Health reform lessons from Chile
Chile’s Neoliberal Health Reform: An Assessment and a Critique
By Jean-Pierre Unger, Pierre De Paepe, Giorgio Solimano Cantuarias, Oscar Arteaga Herrera
PLoS Medicine
April 1, 2008
Summary Points
- The Chilean health system underwent a drastic neoliberal reform in the 1980s, with the creation of a dual system: public and private health insurance and public and private provision of health services.
- This reform served as a model for later World Bank–inspired reforms in countries like Colombia.
- The private part of the Chilean health system, including private insurers and private providers, is highly inefficient and has decreased solidarity between rich and poor, sick and healthy, and young and old.
- In spite of serious underfinancing during the Pinochet years, the public health component remains the backbone of the system and is responsible for the good health status of the Chilean population.
- The Chilean health reform has lessons for other countries in Latin America and elsewhere: privatisation of health insurance services may not have the expected results according to neoliberal doctrine. On the contrary, it may increase unfairness in financing and inequitable access to quality care.
The Impact of the Reform: Efficiency
Here the evidence is clearer. ISAPRES (the private system) has hardly contained costs, and the ISAPRES companies never intended to do so: they have few incentives to be efficient buyers of health services for their clients. Instead, they work hard to be efficient in the selection of their clients (they are allowed to refuse clients). Their focus is on low-risk, high-income patients, with the goal of making a profit. They spend ten times as much on administration per member and about two times as much on health care per member than FONASA (National Health Fund, a public agency), even though ISAPRES members are in better health and need less care.

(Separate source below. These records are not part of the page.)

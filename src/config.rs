use std::time::Duration;

use crate::{
    flag_called_callback::NoopFeatureFlagCalledCallback, Client, FeatureFlagCalledCallback, Result,
};

/// Configuration for [`Client`].
///
/// # Examples
/// ```no_run
/// # async fn run() -> posthog_flags::Result<()> {
/// # use posthog_flags::{ClientConfig, FeatureFlagCalled};
/// let client = ClientConfig::from_api_key("project-api-key")
///     .personal_api_key("personal-api-key")
///     .feature_flag_called_callback(|event: FeatureFlagCalled| {
///         println!("{:?}", event);
///     })
///     .to_client()?;
/// # Ok(())
/// # }
/// ```
pub struct ClientConfig {
    pub(crate) api_key: String,
    pub(crate) personal_api_key: Option<String>,
    pub(crate) host: String,
    pub(crate) polling_interval: Duration,
    pub(crate) polling_jitter: Duration,
    pub(crate) timeout: Option<Duration>,
    pub(crate) feature_flag_called_callback: Box<dyn FeatureFlagCalledCallback + Send + Sync>,
}

impl ClientConfig {
    /// Create a default configuration using the specified project API key.
    ///
    /// ```
    /// # use posthog_flags::ClientConfig;
    /// ClientConfig::from_api_key("project-api-key");
    /// ```
    pub fn from_api_key(api_key: impl Into<String>) -> Self {
        ClientConfig {
            api_key: api_key.into(),
            personal_api_key: None,
            host: ClientConfig::DEFAULT_HOST.to_owned(),
            polling_interval: ClientConfig::DEFAULT_POLLING_INTERVAL,
            polling_jitter: Duration::ZERO,
            timeout: None,
            feature_flag_called_callback: Box::new(NoopFeatureFlagCalledCallback),
        }
    }

    /// Default PostHog host.
    pub const DEFAULT_HOST: &'static str = "https://app.posthog.com";

    /// Default interval between feature flag refreshes.
    pub const DEFAULT_POLLING_INTERVAL: Duration = Duration::from_secs(30);

    /// Set the personal API key. Required to evaluate feature flags, as listing flag definitions
    /// is not possible with a project API key.
    pub fn personal_api_key(mut self, personal_api_key: impl Into<String>) -> Self {
        self.personal_api_key = Some(personal_api_key.into());
        self
    }

    /// Override the PostHog host, e.g. for self-hosted instances. Trailing slashes are removed.
    pub fn host(mut self, host: impl Into<String>) -> Self {
        self.host = host.into().trim_end_matches('/').to_owned();
        self
    }

    /// Set the interval between feature flag refreshes.
    pub fn polling_interval(mut self, polling_interval: Duration) -> Self {
        self.polling_interval = polling_interval;
        self
    }

    /// Randomize each polling interval by subtracting up to `jitter`, capped at half of the
    /// polling interval.
    pub fn polling_jitter(mut self, jitter: Duration) -> Self {
        self.polling_jitter = jitter;
        self
    }

    /// Set an overall timeout for each request to PostHog.
    pub fn timeout(mut self, timeout: Duration) -> Self {
        self.timeout = Some(timeout);
        self
    }

    /// Set a callback that is notified every time a feature flag is evaluated, e.g. to track flag
    /// usage.
    pub fn feature_flag_called_callback(
        mut self,
        callback: impl FeatureFlagCalledCallback + Send + Sync + 'static,
    ) -> Self {
        self.feature_flag_called_callback = Box::new(callback);
        self
    }

    /// Create a new [`Client`] using this configuration.
    ///
    /// Must be called from within a Tokio runtime if a personal API key is set, as it starts
    /// loading feature flags in the background.
    pub fn to_client(self) -> Result<Client> {
        Client::new(self)
    }
}
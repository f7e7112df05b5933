use chrono::{DateTime, Utc};
use serde::{Deserialize, Serialize};

/// Reported once per evaluation that reaches a definite answer.
#[derive(Debug, Clone, PartialEq, Serialize, Deserialize)]
#[serde(rename_all = "camelCase")]
pub struct FeatureFlagCalled {
    pub key: String,
    pub distinct_id: String,
    pub enabled: bool,
    pub timestamp: DateTime<Utc>,
}

/// Receives [`FeatureFlagCalled`] events, e.g. to record flag usage in your analytics.
///
/// The callback runs inline on the evaluating task, so it should return quickly. A panic inside
/// the callback is caught and logged; it never reaches the caller of the evaluation.
pub trait FeatureFlagCalledCallback {
    fn on_feature_flag_called(&self, event: FeatureFlagCalled);
}

pub(crate) struct NoopFeatureFlagCalledCallback;
impl FeatureFlagCalledCallback for NoopFeatureFlagCalledCallback {
    fn on_feature_flag_called(&self, _event: FeatureFlagCalled) {}
}

impl<T: Fn(FeatureFlagCalled)> FeatureFlagCalledCallback for T {
    fn on_feature_flag_called(&self, event: FeatureFlagCalled) {
        self(event);
    }
}
use posthog_flags::{ClientConfig, FeatureFlagCalled};

#[tokio::main]
async fn main() -> posthog_flags::Result<()> {
    env_logger::init();

    let api_key = std::env::var("POSTHOG_API_KEY").unwrap();
    let personal_api_key = std::env::var("POSTHOG_PERSONAL_API_KEY").unwrap();

    let client = ClientConfig::from_api_key(api_key)
        .personal_api_key(personal_api_key)
        .feature_flag_called_callback(|event: FeatureFlagCalled| {
            println!("Flag called: {:?}", event);
        })
        .to_client()?;

    // Wait for flag definitions. Until they're loaded, evaluations return the default.
    client.wait_for_feature_flags().await?;

    let enabled = client
        .is_feature_enabled("hey", "630516e9-15bf-41c2-87b4-d0233a3d7ba0", false)
        .await?;

    println!("Enabled: {:?}", enabled);

    client.shutdown();
    Ok(())
}
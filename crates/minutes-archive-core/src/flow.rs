// Copyright (C) 2025 SyncMyOrders Sp. z o.o.
// SPDX-License-Identifier: AGPL-3.0-or-later
//! Archive flow state machine.
//!
//! Every meeting carries an [`ArchiveFlowStatus`] with one [`JobStatus`] slot
//! per pipeline stage. Slots move from not-finished to finished exactly once;
//! a failed attempt leaves the slot not-finished with `lastError` set.

use std::collections::BTreeMap;
use std::fmt;

use chrono::{DateTime, Utc};
use serde::de::DeserializeOwned;
use serde::{Deserialize, Serialize};
use serde_json::Value;

use crate::error::StageError;

/// Pipeline stages, in execution order.
#[derive(Debug, Clone, Copy, PartialEq, Eq, Hash, PartialOrd, Ord, Serialize, Deserialize)]
#[serde(rename_all = "camelCase")]
pub enum JobName {
    GetMeetingAttachments,
    SyncMeetingArchiveCase,
    CreatePdf,
    ArchiveMeeting,
    SetMeetingItemsToArchived,
    CreateStatistic,
    CleanUpMeeting,
}

impl JobName {
    /// All jobs in pipeline order.
    pub const ALL: [JobName; 7] = [
        JobName::GetMeetingAttachments,
        JobName::SyncMeetingArchiveCase,
        JobName::CreatePdf,
        JobName::ArchiveMeeting,
        JobName::SetMeetingItemsToArchived,
        JobName::CreateStatistic,
        JobName::CleanUpMeeting,
    ];

    /// The persisted job name.
    pub fn as_str(&self) -> &'static str {
        match self {
            JobName::GetMeetingAttachments => "getMeetingAttachments",
            JobName::SyncMeetingArchiveCase => "syncMeetingArchiveCase",
            JobName::CreatePdf => "createPdf",
            JobName::ArchiveMeeting => "archiveMeeting",
            JobName::SetMeetingItemsToArchived => "setMeetingItemsToArchived",
            JobName::CreateStatistic => "createStatistic",
            JobName::CleanUpMeeting => "cleanUpMeeting",
        }
    }

    /// Whether this is the stage that completes the flow.
    pub fn is_terminal(&self) -> bool {
        matches!(self, JobName::CleanUpMeeting)
    }
}

impl fmt::Display for JobName {
    fn fmt(&self, f: &mut fmt::Formatter<'_>) -> fmt::Result {
        f.write_str(self.as_str())
    }
}

/// One pipeline stage's record.
#[derive(Debug, Clone, Default, PartialEq, Serialize, Deserialize)]
#[serde(rename_all = "camelCase")]
pub struct JobStatus {
    pub finished: bool,
    #[serde(default)]
    pub finished_timestamp: Option<DateTime<Utc>>,
    #[serde(default)]
    pub last_error: Option<Value>,
    #[serde(default)]
    pub result: Option<Value>,
    /// Working memory for safe resumption, e.g. accumulated batch accounting.
    #[serde(default, skip_serializing_if = "Option::is_none")]
    pub info: Option<Value>,
}

/// The persisted state-machine body of a meeting.
#[derive(Debug, Clone, PartialEq, Serialize, Deserialize)]
#[serde(rename_all = "camelCase")]
pub struct ArchiveFlowStatus {
    pub finished: bool,
    #[serde(default)]
    pub finished_timestamp: Option<DateTime<Utc>>,
    pub failed: bool,
    pub runs: u32,
    pub next_run: DateTime<Utc>,
    pub jobs: BTreeMap<JobName, JobStatus>,
}

impl ArchiveFlowStatus {
    /// A fresh flow with one empty slot per job, eligible immediately.
    pub fn new(now: DateTime<Utc>) -> Self {
        Self {
            finished: false,
            finished_timestamp: None,
            failed: false,
            runs: 0,
            next_run: now,
            jobs: JobName::ALL
                .iter()
                .map(|job| (*job, JobStatus::default()))
                .collect(),
        }
    }

    /// Start a new attempt. Only `failed` is reset; finished slots stay finished.
    pub fn begin_attempt(&mut self) {
        self.failed = false;
    }

    pub fn job(&self, job: JobName) -> Option<&JobStatus> {
        self.jobs.get(&job)
    }

    pub fn job_mut(&mut self, job: JobName) -> Option<&mut JobStatus> {
        self.jobs.get_mut(&job)
    }

    /// Whether the slot exists and is finished.
    pub fn is_job_finished(&self, job: JobName) -> bool {
        self.jobs.get(&job).is_some_and(|slot| slot.finished)
    }

    /// Record a successful stage run. Returns `false` if the slot is missing.
    pub fn record_success(
        &mut self,
        job: JobName,
        result: Value,
        info: Option<Value>,
        now: DateTime<Utc>,
    ) -> bool {
        let Some(slot) = self.jobs.get_mut(&job) else {
            return false;
        };
        slot.finished = true;
        slot.finished_timestamp = Some(now);
        slot.result = Some(result);
        slot.last_error = None;
        if info.is_some() {
            slot.info = info;
        }
        true
    }

    /// Record a failed stage run. Scheduling the retry is the caller's job.
    ///
    /// Returns `false` if the slot is missing.
    pub fn record_failure(&mut self, job: JobName, diagnostic: Value, info: Option<Value>) -> bool {
        let Some(slot) = self.jobs.get_mut(&job) else {
            return false;
        };
        slot.finished = false;
        slot.last_error = Some(diagnostic);
        if info.is_some() {
            slot.info = info;
        }
        self.failed = true;
        true
    }

    /// Mark the whole flow as finished.
    pub fn finish(&mut self, now: DateTime<Utc>) {
        self.finished = true;
        self.failed = false;
        self.finished_timestamp = Some(now);
    }

    /// First job in pipeline order that has not finished.
    pub fn blocking_job(&self) -> Option<JobName> {
        if self.finished {
            return None;
        }
        JobName::ALL
            .into_iter()
            .find(|job| !self.is_job_finished(*job))
    }

    /// Last captured diagnostic of the blocking job.
    pub fn blocking_error(&self) -> Option<&Value> {
        self.blocking_job()
            .and_then(|job| self.jobs.get(&job))
            .and_then(|slot| slot.last_error.as_ref())
    }

    /// Deserialize the result of a finished prerequisite job.
    ///
    /// Fails with [`StageError::MissingPrerequisite`] when the job has not
    /// finished or its result does not have the expected shape.
    pub fn required_result<T: DeserializeOwned>(&self, job: JobName) -> Result<T, StageError> {
        let slot = self
            .jobs
            .get(&job)
            .ok_or_else(|| StageError::MissingPrerequisite {
                job,
                reason: "job slot is missing".to_string(),
            })?;
        if !slot.finished {
            return Err(StageError::MissingPrerequisite {
                job,
                reason: "job has not finished".to_string(),
            });
        }
        let result = slot
            .result
            .clone()
            .ok_or_else(|| StageError::MissingPrerequisite {
                job,
                reason: "job has no result".to_string(),
            })?;
        serde_json::from_value(result).map_err(|e| StageError::MissingPrerequisite {
            job,
            reason: e.to_string(),
        })
    }
}
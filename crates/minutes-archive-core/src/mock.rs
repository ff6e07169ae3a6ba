// Copyright (C) 2025 SyncMyOrders Sp. z o.o.
// SPDX-License-Identifier: AGPL-3.0-or-later
//! In-memory collaborators for testing.
//!
//! Every mock records the calls it receives and can be told to fail the
//! next `n` calls with a structured remote error.

use std::collections::HashMap;
use std::sync::Arc;
use std::sync::atomic::{AtomicUsize, Ordering};

use async_trait::async_trait;
use chrono::{DateTime, Duration, Utc};
use serde_json::json;
use tokio::sync::Mutex;

use crate::batch::{BatchRequest, BatchResponseItem, BatchTransport};
use crate::collaborators::{
    ArchiveService, AttachmentRef, CaseRecord, CaseRequest, Clock, DocumentRenderer,
    DocumentRequest, FiledDocument, ListSource, RemoteResult, RenderRequest, StatisticReceipt,
    StatisticRecord, StatisticsSink,
};
use crate::config::ListLocator;
use crate::engine::Collaborators;
use crate::error::RemoteError;
use crate::model::{ListInfo, RawItem};

/// Fails a configurable number of upcoming calls.
#[derive(Debug, Default)]
pub struct FailureSwitch {
    remaining: AtomicUsize,
}

impl FailureSwitch {
    /// Fail the next `n` calls.
    pub fn fail_next(&self, n: usize) {
        self.remaining.store(n, Ordering::SeqCst);
    }

    fn check(&self, what: &str) -> RemoteResult<()> {
        let tripped = self
            .remaining
            .fetch_update(Ordering::SeqCst, Ordering::SeqCst, |n| n.checked_sub(1))
            .is_ok();
        if tripped {
            return Err(RemoteError::Status {
                status: 500,
                body: json!({ "message": format!("{what} failed") }),
            });
        }
        Ok(())
    }
}

/// Controllable clock.
#[derive(Debug)]
pub struct FixedClock {
    now: std::sync::Mutex<DateTime<Utc>>,
}

impl FixedClock {
    pub fn new(now: DateTime<Utc>) -> Self {
        Self {
            now: std::sync::Mutex::new(now),
        }
    }

    pub fn set(&self, now: DateTime<Utc>) {
        *self.now.lock().unwrap_or_else(|e| e.into_inner()) = now;
    }

    pub fn advance(&self, by: Duration) {
        let mut now = self.now.lock().unwrap_or_else(|e| e.into_inner());
        *now += by;
    }
}

impl Clock for FixedClock {
    fn now(&self) -> DateTime<Utc> {
        *self.now.lock().unwrap_or_else(|e| e.into_inner())
    }
}

/// Mock source list.
#[derive(Debug, Default)]
pub struct MockListSource {
    candidates: Mutex<Vec<RawItem>>,
    attachments: Mutex<HashMap<String, Vec<(AttachmentRef, Vec<u8>)>>>,
    resolve_calls: AtomicUsize,
    fetch_calls: AtomicUsize,
    pub resolve_failures: FailureSwitch,
    pub candidate_failures: FailureSwitch,
    pub attachment_failures: FailureSwitch,
}

impl MockListSource {
    pub fn new() -> Self {
        Self::default()
    }

    pub async fn set_candidates(&self, items: Vec<RawItem>) {
        *self.candidates.lock().await = items;
    }

    /// Register an attachment for an item.
    pub async fn add_attachment(&self, item_id: &str, name: &str, content: &[u8]) {
        let mut attachments = self.attachments.lock().await;
        let list = attachments.entry(item_id.to_string()).or_default();
        list.push((
            AttachmentRef {
                uri: format!("mock://items/{item_id}/attachments/{name}"),
                name: name.to_string(),
            },
            content.to_vec(),
        ));
    }

    pub fn resolve_calls(&self) -> usize {
        self.resolve_calls.load(Ordering::SeqCst)
    }

    pub fn fetch_calls(&self) -> usize {
        self.fetch_calls.load(Ordering::SeqCst)
    }

    /// List info the mock resolves every locator to.
    pub fn list_info_for(locator: &ListLocator) -> ListInfo {
        ListInfo {
            site_id: format!("site-{}", locator.encoded_site_name),
            site_name: locator.site_name.clone(),
            list_id: format!("list-{}", locator.encoded_list_name),
            list_name: locator.list_name.clone(),
            list_display_name: locator.list_name.clone(),
            list_url: locator.url.clone(),
        }
    }
}

#[async_trait]
impl ListSource for MockListSource {
    async fn resolve_list(&self, locator: &ListLocator) -> RemoteResult<ListInfo> {
        self.resolve_failures.check("resolve_list")?;
        self.resolve_calls.fetch_add(1, Ordering::SeqCst);
        Ok(Self::list_info_for(locator))
    }

    async fn list_ready_candidates(
        &self,
        _list: &ListInfo,
        _ready_before: DateTime<Utc>,
    ) -> RemoteResult<Vec<RawItem>> {
        self.candidate_failures.check("list_ready_candidates")?;
        Ok(self.candidates.lock().await.clone())
    }

    async fn list_attachments(&self, _list: &ListInfo, item_id: &str) -> RemoteResult<Vec<AttachmentRef>> {
        self.attachment_failures.check("list_attachments")?;
        Ok(self
            .attachments
            .lock()
            .await
            .get(item_id)
            .map(|list| list.iter().map(|(r, _)| r.clone()).collect())
            .unwrap_or_default())
    }

    async fn fetch_attachment(&self, attachment: &AttachmentRef) -> RemoteResult<Vec<u8>> {
        self.attachment_failures.check("fetch_attachment")?;
        self.fetch_calls.fetch_add(1, Ordering::SeqCst);
        self.attachments
            .lock()
            .await
            .values()
            .flatten()
            .find(|(r, _)| r.uri == attachment.uri)
            .map(|(_, content)| content.clone())
            .ok_or_else(|| RemoteError::Status {
                status: 404,
                body: json!({ "message": "attachment not found" }),
            })
    }
}

/// Mock batch endpoint.
///
/// Items answer 204 unless a status is set for their reference id.
#[derive(Debug, Default)]
pub struct MockBatchTransport {
    statuses: Mutex<HashMap<String, u16>>,
    submitted: Mutex<Vec<Vec<BatchRequest>>>,
    pub rejections: FailureSwitch,
}

impl MockBatchTransport {
    pub fn new() -> Self {
        Self::default()
    }

    /// Answer `status` for the item with this reference id.
    pub async fn set_status(&self, reference_id: &str, status: u16) {
        self.statuses
            .lock()
            .await
            .insert(reference_id.to_string(), status);
    }

    pub async fn clear_statuses(&self) {
        self.statuses.lock().await.clear();
    }

    /// Batches received so far.
    pub async fn submitted(&self) -> Vec<Vec<BatchRequest>> {
        self.submitted.lock().await.clone()
    }
}

#[async_trait]
impl BatchTransport for MockBatchTransport {
    async fn submit(&self, requests: &[BatchRequest]) -> RemoteResult<Vec<BatchResponseItem>> {
        self.submitted.lock().await.push(requests.to_vec());
        self.rejections.check("batch")?;
        let statuses = self.statuses.lock().await;
        Ok(requests
            .iter()
            .map(|request| {
                let status = statuses.get(&request.reference_id).copied().unwrap_or(204);
                let body = if (200..300).contains(&status) {
                    json!({ "id": request.reference_id })
                } else {
                    json!({ "error": { "code": "itemUpdateFailed", "message": "mock failure" } })
                };
                BatchResponseItem {
                    id: request.id.clone(),
                    status,
                    body,
                }
            })
            .collect())
    }
}

/// Mock document archive.
#[derive(Debug, Default)]
pub struct MockArchive {
    cases: Mutex<Vec<(String, CaseRecord)>>,
    documents: Mutex<Vec<DocumentRequest>>,
    next_recno: AtomicUsize,
    pub case_failures: FailureSwitch,
    pub document_failures: FailureSwitch,
}

impl MockArchive {
    pub fn new() -> Self {
        Self {
            next_recno: AtomicUsize::new(1000),
            ..Default::default()
        }
    }

    fn recno(&self) -> i64 {
        i64::try_from(self.next_recno.fetch_add(1, Ordering::SeqCst)).unwrap_or(i64::MAX)
    }

    /// Pretend an open case with this external id already exists.
    pub async fn add_open_case(&self, external_id: &str, case_number: &str) {
        let record = CaseRecord {
            recno: self.recno(),
            case_number: case_number.to_string(),
            created: false,
        };
        self.cases.lock().await.push((external_id.to_string(), record));
    }

    /// Pretend a document was already filed in a case.
    pub async fn add_filed_document(&self, case_number: &str, title: &str) {
        self.documents.lock().await.push(DocumentRequest {
            case_number: case_number.to_string(),
            title: title.to_string(),
            document_date: String::new(),
            responsible: crate::config::Responsible::EnterpriseRecno(0),
            access_code: None,
            access_group: String::new(),
            paragraph: None,
            files: Vec::new(),
        });
    }

    /// Documents filed so far (including pre-seeded ones).
    pub async fn documents(&self) -> Vec<DocumentRequest> {
        self.documents.lock().await.clone()
    }

    pub async fn case_count(&self) -> usize {
        self.cases.lock().await.len()
    }
}

#[async_trait]
impl ArchiveService for MockArchive {
    async fn find_or_create_case(&self, request: &CaseRequest) -> RemoteResult<CaseRecord> {
        self.case_failures.check("find_or_create_case")?;
        let mut cases = self.cases.lock().await;
        if let Some((_, record)) = cases.iter().find(|(id, _)| *id == request.external_id) {
            return Ok(CaseRecord {
                created: false,
                ..record.clone()
            });
        }
        let recno = self.recno();
        let record = CaseRecord {
            recno,
            case_number: format!("25/{:05}", cases.len() + 1),
            created: true,
        };
        cases.push((request.external_id.clone(), record.clone()));
        Ok(record)
    }

    async fn count_filed_documents(&self, title: &str, case_number: &str) -> RemoteResult<usize> {
        self.case_failures.check("count_filed_documents")?;
        Ok(self
            .documents
            .lock()
            .await
            .iter()
            .filter(|doc| doc.title == title && doc.case_number == case_number)
            .count())
    }

    async fn file_document(&self, request: &DocumentRequest) -> RemoteResult<FiledDocument> {
        self.document_failures.check("file_document")?;
        let mut documents = self.documents.lock().await;
        documents.push(request.clone());
        Ok(FiledDocument {
            recno: self.recno(),
            document_number: format!("{}-{}", request.case_number, documents.len()),
        })
    }
}

/// Mock renderer producing a tiny fake PDF.
#[derive(Debug, Default)]
pub struct MockRenderer {
    requests: Mutex<Vec<RenderRequest>>,
    pub failures: FailureSwitch,
}

impl MockRenderer {
    pub fn new() -> Self {
        Self::default()
    }

    pub async fn requests(&self) -> Vec<RenderRequest> {
        self.requests.lock().await.clone()
    }
}

#[async_trait]
impl DocumentRenderer for MockRenderer {
    async fn render(&self, request: &RenderRequest) -> RemoteResult<Vec<u8>> {
        self.failures.check("render")?;
        self.requests.lock().await.push(request.clone());
        Ok(format!("%PDF-1.7 {}", request.meeting_title).into_bytes())
    }
}

/// Mock statistics sink.
#[derive(Debug, Default)]
pub struct MockStatistics {
    records: Mutex<Vec<StatisticRecord>>,
    pub failures: FailureSwitch,
}

impl MockStatistics {
    pub fn new() -> Self {
        Self::default()
    }

    pub async fn records(&self) -> Vec<StatisticRecord> {
        self.records.lock().await.clone()
    }
}

#[async_trait]
impl StatisticsSink for MockStatistics {
    async fn emit(&self, record: &StatisticRecord) -> RemoteResult<StatisticReceipt> {
        self.failures.check("emit")?;
        let mut records = self.records.lock().await;
        records.push(record.clone());
        Ok(StatisticReceipt {
            acknowledged: true,
            inserted_id: format!("stat-{}", records.len()),
        })
    }
}

/// All mocks together, with handles kept for assertions.
#[derive(Clone)]
pub struct MockCollaborators {
    pub list_source: Arc<MockListSource>,
    pub batch: Arc<MockBatchTransport>,
    pub archive: Arc<MockArchive>,
    pub renderer: Arc<MockRenderer>,
    pub statistics: Arc<MockStatistics>,
}

impl Default for MockCollaborators {
    fn default() -> Self {
        Self::new()
    }
}

impl MockCollaborators {
    pub fn new() -> Self {
        Self {
            list_source: Arc::new(MockListSource::new()),
            batch: Arc::new(MockBatchTransport::new()),
            archive: Arc::new(MockArchive::new()),
            renderer: Arc::new(MockRenderer::new()),
            statistics: Arc::new(MockStatistics::new()),
        }
    }

    /// Trait-object view for the engine.
    pub fn collaborators(&self) -> Collaborators {
        Collaborators {
            list_source: self.list_source.clone(),
            batch: self.batch.clone(),
            archive: self.archive.clone(),
            renderer: self.renderer.clone(),
            statistics: self.statistics.clone(),
        }
    }
}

To deliver care, ISAPRES companies rely on a burgeoning private sector, reimbursed on a fee-for-service basis, which induces an increased supply of unnecessary but profitable services.
http://medicine.plosjournals.org/perlserv/?request=get-document&doi=10.1371/journal.pmed.0050079
Comment:
By Don McCanne, MD
This article is worth reading in its entirety because of the important lessons that would apply to reform in the United States.
But do we really need Chile to provide us with these lessons? Just look around. With our $2.4 trillion/year experiment, we’ve already demonstrated the same results here. And yet we keep doing the same thing?